Source data:
= Beginning of Section =
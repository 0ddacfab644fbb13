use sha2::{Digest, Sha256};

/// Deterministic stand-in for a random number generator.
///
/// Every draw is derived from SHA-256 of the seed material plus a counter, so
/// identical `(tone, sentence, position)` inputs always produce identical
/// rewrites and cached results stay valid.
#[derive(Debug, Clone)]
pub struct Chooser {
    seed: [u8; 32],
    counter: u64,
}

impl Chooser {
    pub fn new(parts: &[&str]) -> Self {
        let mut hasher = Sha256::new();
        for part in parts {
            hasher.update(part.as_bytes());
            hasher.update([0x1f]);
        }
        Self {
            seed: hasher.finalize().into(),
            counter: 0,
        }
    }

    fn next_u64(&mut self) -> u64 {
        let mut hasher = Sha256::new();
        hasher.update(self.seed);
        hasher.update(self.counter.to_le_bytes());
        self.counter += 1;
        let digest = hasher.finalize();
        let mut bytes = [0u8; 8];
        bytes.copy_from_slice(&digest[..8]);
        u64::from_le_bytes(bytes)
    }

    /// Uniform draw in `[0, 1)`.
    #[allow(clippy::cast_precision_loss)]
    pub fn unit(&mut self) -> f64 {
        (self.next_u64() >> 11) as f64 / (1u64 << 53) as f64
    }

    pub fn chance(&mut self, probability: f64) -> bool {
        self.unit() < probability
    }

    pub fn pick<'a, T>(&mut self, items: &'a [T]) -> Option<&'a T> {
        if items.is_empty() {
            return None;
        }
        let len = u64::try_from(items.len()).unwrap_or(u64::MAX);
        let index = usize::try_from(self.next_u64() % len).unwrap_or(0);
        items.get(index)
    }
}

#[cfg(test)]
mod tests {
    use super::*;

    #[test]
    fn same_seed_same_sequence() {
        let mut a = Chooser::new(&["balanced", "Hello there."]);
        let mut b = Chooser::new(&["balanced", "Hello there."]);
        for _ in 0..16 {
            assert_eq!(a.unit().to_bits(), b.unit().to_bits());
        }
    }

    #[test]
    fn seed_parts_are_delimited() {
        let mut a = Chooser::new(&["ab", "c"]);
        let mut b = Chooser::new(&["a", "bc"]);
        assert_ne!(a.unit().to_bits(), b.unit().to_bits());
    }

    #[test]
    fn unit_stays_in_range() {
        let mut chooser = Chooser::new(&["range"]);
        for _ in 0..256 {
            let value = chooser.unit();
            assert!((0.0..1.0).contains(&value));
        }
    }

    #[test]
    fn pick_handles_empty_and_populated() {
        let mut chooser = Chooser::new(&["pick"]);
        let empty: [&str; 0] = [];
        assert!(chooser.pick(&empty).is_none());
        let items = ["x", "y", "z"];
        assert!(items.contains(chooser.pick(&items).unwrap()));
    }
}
= End of Section =
Task directions:
Return exactly the lines from the one containing "items.get(index)" to the last line of the data, and nothing more.

Exercise solution:
        items.get(index)
    }
}

#[cfg(test)]
mod tests {
    use super::*;

    #[test]
    fn same_seed_same_sequence() {
        let mut a = Chooser::new(&["balanced", "Hello there."]);
        let mut b = Chooser::new(&["balanced", "Hello there."]);
        for _ in 0..16 {
            assert_eq!(a.unit().to_bits(), b.unit().to_bits());
        }
    }

    #[test]
    fn seed_parts_are_delimited() {
        let mut a = Chooser::new(&["ab", "c"]);
        let mut b = Chooser::new(&["a", "bc"]);
        assert_ne!(a.unit().to_bits(), b.unit().to_bits());
    }

    #[test]
    fn unit_stays_in_range() {
        let mut chooser = Chooser::new(&["range"]);
        for _ in 0..256 {
            let value = chooser.unit();
            assert!((0.0..1.0).contains(&value));
        }
    }

    #[test]
    fn pick_handles_empty_and_populated() {
        let mut chooser = Chooser::new(&["pick"]);
        let empty: [&str; 0] = [];
        assert!(chooser.pick(&empty).is_none());
        let items = ["x", "y", "z"];
        assert!(items.contains(chooser.pick(&items).unwrap()));
    }
}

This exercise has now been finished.